Crewmen aboard the USS Iwo Jima, prime recovery ship for the Apollo 13 mission, guide the Command Module atop a dolly onboard the ship. The Command Module, with the three crewmen aboard, splashed down at 12:07:44 p.m. (CST), April 17 1970, only about 4 miles from the recovery vessel in the South Pacific Ocean.

It is interesting to imagine how the scientists and engineers at NASA used a physical twin of the Apollo 13 module to conjure up the solution. Since that incident, NASA has invested more and more in technologies that can predict the risk of different failures and the potential resolutions for the same.

As an engineer, one of the subjects I studied in school was about finite element methods (FEMs) for design purposes. Working as an engineer and building process equipment for the oil and gas industry, it is now clear how equipment is supposed to behave in its operating environment and as part of its operating standards. However, the real-world situation for that well-designed pressure vessel or heat exchanger is very different. Not only does the equipment have differing operating environments, but also they must be able to interact with other equipment, which likely has been designed and engineered in a different way. Once a process plant is operational, the asset is introduced to a variety of risks and uncertainties that, again, were never part of the original design.

The asset has software available that can provide information about the changing parameters for the individual equipment. Engineers can use this data to modify work environments or consider maintenance for the various parts. In the past few decades, Industry 3.0, which is the revolution of automation and computer-operated systems, has given plant operators in the hazardous industries a good understanding of what needs to be done for the individual equipment’s safety and performance. However, experience has shown that most incidents do not occur because one particular piece of equipment failed or performed out of its operating window. Accidents and disasters happen when a series of infractions (big and small) come together lining up to make and create a situation where an accident is triggered.

Hence, it is important that the asset operators get an overall view of the entire asset and understand how the interaction of the various automated equipment, sensors, probes, etc., along with the human maintenance and operational tasks have a combined effect on the safe working of the asset. Industry 4.0 has emerged and is now at a stage to deliver the promise of the true deployment of the Industrial Internet of Things (IIoT). Using all the information available from the individual sensors and equipment, we can now draw a virtual picture of what the real-life plant status is. We can then overlay information on what human interactions need to happen in the plant to then start to get a better picture of what is the true operational reality of the plant. Once we start to get the picture and we plan our operations, first in the digital space and then in the physical asset, we can start to manage the real operational risk of the asset.

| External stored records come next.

use std::collections::BTreeMap;
use std::fmt;
use std::str::FromStr;

use serde::{Deserialize, Serialize};

use crate::Error;

/// Placeholder used when an upstream record carries no publication date
pub const UNKNOWN_DATE: &str = "Unknown";

#[derive(Debug, Clone, PartialEq, Serialize, Deserialize)]
pub struct Article {
    pub title: String,
    pub summary: String,
    pub link: String,
    pub source: String,
    pub published_date: String,
    #[serde(default, skip_serializing_if = "Option::is_none")]
    pub sentiment: Option<Sentiment>,
    #[serde(default, skip_serializing_if = "Option::is_none")]
    pub topics: Option<Vec<String>>,
}

impl Article {
    pub fn new(title: impl Into<String>, summary: impl Into<String>, link: impl Into<String>, source: impl Into<String>) -> Self {
        Self {
            title: title.into(),
            summary: summary.into(),
            link: link.into(),
            source: source.into(),
            published_date: UNKNOWN_DATE.to_string(),
            sentiment: None,
            topics: None,
        }
    }

    pub fn with_published_date(mut self, published_date: impl Into<String>) -> Self {
        self.published_date = published_date.into();
        self
    }

    /// The summary, or the title when the summary is empty.
    pub fn summary_or_title(&self) -> &str {
        if self.summary.is_empty() {
            &self.title
        } else {
            &self.summary
        }
    }

    /// Whether any downstream stage has text to work with.
    pub fn has_usable_text(&self) -> bool {
        !self.summary_or_title().trim().is_empty()
    }
}

#[derive(Debug, Clone, Copy, PartialEq, Eq, PartialOrd, Ord, Hash, Serialize, Deserialize)]
pub enum Sentiment {
    Positive,
    Negative,
    Neutral,
    Unknown,
}

impl Sentiment {
    pub fn as_str(&self) -> &'static str {
        match self {
            Sentiment::Positive => "Positive",
            Sentiment::Negative => "Negative",
            Sentiment::Neutral => "Neutral",
            Sentiment::Unknown => "Unknown",
        }
    }
}

impl fmt::Display for Sentiment {
    fn fmt(&self, f: &mut fmt::Formatter<'_>) -> fmt::Result {
        f.write_str(self.as_str())
    }
}

#[derive(Debug, Clone, Copy, PartialEq, Eq, Hash, Serialize, Deserialize)]
#[serde(rename_all = "lowercase")]
pub enum Language {
    English,
    Hindi,
}

impl Language {
    /// ISO 639-1 code understood by the translation and speech endpoints
    pub fn code(&self) -> &'static str {
        match self {
            Language::English => "en",
            Language::Hindi => "hi",
        }
    }
}

impl fmt::Display for Language {
    fn fmt(&self, f: &mut fmt::Formatter<'_>) -> fmt::Result {
        f.write_str(self.code())
    }
}

impl FromStr for Language {
    type Err = Error;

    fn from_str(s: &str) -> std::result::Result<Self, Self::Err> {
        match s.trim().to_lowercase().as_str() {
            "en" | "english" => Ok(Language::English),
            "hi" | "hindi" => Ok(Language::Hindi),
            other => Err(Error::Config(format!("Unsupported language: {}", other))),
        }
    }
}

/// Named-entity categories, using the OntoNotes label set.
#[derive(Debug, Clone, Copy, PartialEq, Eq, Hash, Serialize, Deserialize)]
#[serde(rename_all = "SCREAMING_SNAKE_CASE")]
pub enum EntityLabel {
    Person,
    Norp,
    Fac,
    Org,
    Gpe,
    Loc,
    Product,
    Event,
    WorkOfArt,
    Law,
    Language,
    Date,
    Time,
    Percent,
    Money,
    Quantity,
    Ordinal,
    Cardinal,
}

impl EntityLabel {
    pub fn as_str(&self) -> &'static str {
        match self {
            EntityLabel::Person => "PERSON",
            EntityLabel::Norp => "NORP",
            EntityLabel::Fac => "FAC",
            EntityLabel::Org => "ORG",
            EntityLabel::Gpe => "GPE",
            EntityLabel::Loc => "LOC",
            EntityLabel::Product => "PRODUCT",
            EntityLabel::Event => "EVENT",
            EntityLabel::WorkOfArt => "WORK_OF_ART",
            EntityLabel::Law => "LAW",
            EntityLabel::Language => "LANGUAGE",
            EntityLabel::Date => "DATE",
            EntityLabel::Time => "TIME",
            EntityLabel::Percent => "PERCENT",
            EntityLabel::Money => "MONEY",
            EntityLabel::Quantity => "QUANTITY",
            EntityLabel::Ordinal => "ORDINAL",
            EntityLabel::Cardinal => "CARDINAL",
        }
    }

    /// Categories that count as article topics
    pub fn is_topic(&self) -> bool {
        matches!(
            self,
            EntityLabel::Org | EntityLabel::Gpe | EntityLabel::Money | EntityLabel::Law | EntityLabel::Event
        )
    }
}

#[derive(Debug, Clone, PartialEq, Eq, Serialize, Deserialize)]
pub struct Entity {
    pub text: String,
    pub label: EntityLabel,
    /// Byte offset of the span in the analysed text
    pub start: usize,
    pub end: usize,
}

#[derive(Debug, Clone, Default, PartialEq, Serialize, Deserialize)]
pub struct Report {
    #[serde(rename = "Sentiment Distribution")]
    pub sentiment_distribution: BTreeMap<Sentiment, usize>,
    #[serde(rename = "Most Common Topics")]
    pub most_common_topics: Vec<(String, usize)>,
    #[serde(rename = "Unique Topics")]
    pub unique_topics: Vec<String>,
}

/// Hindi narration, one formatted line per article that produced output.
///
/// Never empty: a run that yields no lines has no script at all.
#[derive(Debug, Clone, PartialEq, Eq)]
pub struct NarrationScript {
    lines: Vec<String>,
}

impl NarrationScript {
    pub fn from_lines(lines: Vec<String>) -> Option<Self> {
        if lines.is_empty() {
            None
        } else {
            Some(Self { lines })
        }
    }

    pub fn lines(&self) -> &[String] {
        &self.lines
    }

    pub fn len(&self) -> usize {
        self.lines.len()
    }

    pub fn is_empty(&self) -> bool {
        self.lines.is_empty()
    }

    /// The text handed to speech synthesis
    pub fn text(&self) -> String {
        self.lines.join("\n\n").trim().to_string()
    }
}

#[derive(Debug, Clone, Serialize, Deserialize)]
pub struct NewsAnalysis {
    pub company: String,
    pub articles: Vec<Article>,
    pub report: Report,
}

#[cfg(test)]
mod tests {
    use super::*;

    #[test]
    fn test_article_json_omits_missing_analysis() {
        let article = Article::new("Acme rises", "Acme profits rose", "https://example.com/a", "Wire");
        let json = serde_json::to_value(&article).unwrap();
        assert_eq!(json["published_date"], "Unknown");
        assert!(json.get("sentiment").is_none());
        assert!(json.get("topics").is_none());

        let mut analysed = article.clone();
        analysed.sentiment = Some(Sentiment::Positive);
        analysed.topics = Some(vec!["Acme".to_string()]);
        let json = serde_json::to_value(&analysed).unwrap();
        assert_eq!(json["sentiment"], "Positive");
        assert_eq!(json["topics"][0], "Acme");
    }

    #[test]
    fn test_summary_falls_back_to_title() {
        let article = Article::new("Title only", "", "https://example.com", "Wire");
        assert_eq!(article.summary_or_title(), "Title only");
        assert!(article.has_usable_text());

        let blank = Article::new("  ", "", "https://example.com", "Wire");
        assert!(!blank.has_usable_text());
    }

    #[test]
    fn test_report_json_shape() {
        let mut report = Report::default();
        report.sentiment_distribution.insert(Sentiment::Positive, 2);
        report.most_common_topics.push(("Acme".to_string(), 2));
        report.unique_topics.push("Acme".to_string());

        let json = serde_json::to_value(&report).unwrap();
        assert_eq!(json["Sentiment Distribution"]["Positive"], 2);
        assert_eq!(json["Most Common Topics"][0][0], "Acme");
        assert_eq!(json["Most Common Topics"][0][1], 2);
        assert_eq!(json["Unique Topics"][0], "Acme");
    }

    #[test]
    fn test_narration_script_requires_lines() {
        assert!(NarrationScript::from_lines(vec![]).is_none());

        let script = NarrationScript::from_lines(vec!["समाचार 1: क".to_string(), "समाचार 2: ख".to_string()]).unwrap();
        assert_eq!(script.len(), 2);
        assert_eq!(script.text(), "समाचार 1: क\n\nसमाचार 2: ख");
    }

    #[test]
    fn test_language_parsing() {
        assert_eq!("hi".parse::<Language>().unwrap(), Language::Hindi);
        assert_eq!("English".parse::<Language>().unwrap(), Language::English);
        assert!("fr".parse::<Language>().is_err());
    }

    #[test]
    fn test_topic_labels() {
        assert!(EntityLabel::Org.is_topic());
        assert!(EntityLabel::Money.is_topic());
        assert!(!EntityLabel::Person.is_topic());
        assert!(!EntityLabel::Date.is_topic());
    }
}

Today’s technology allows us to predict and plan for risk at the asset location based on the digital information acquired from it. We can now deliver a true operational risk management digital twin of the asset, and operators in the hazardous industries can start to predict what is going to happen in the asset, simulate the changes based on planned operations and then offer a prescriptive behaviour of what needs to be managed at the asset to ensure the planned operations are carried out in a safe manner and minimise the chances of a disaster occurring at the asset.

An ORM digital twin brings together human, system and sensor-derived inputs in a combined way and provides a continuously updated picture of operational risk on the specific asset. By connecting people and processes and closing the loop between operations; maintenance; engineering, environmental health and safety; and other functions, digital solutions can deliver meaningful, actionable insights with powerful visualisations of risk and activity. That holds true on Earth—and anywhere we explore throughout the solar system.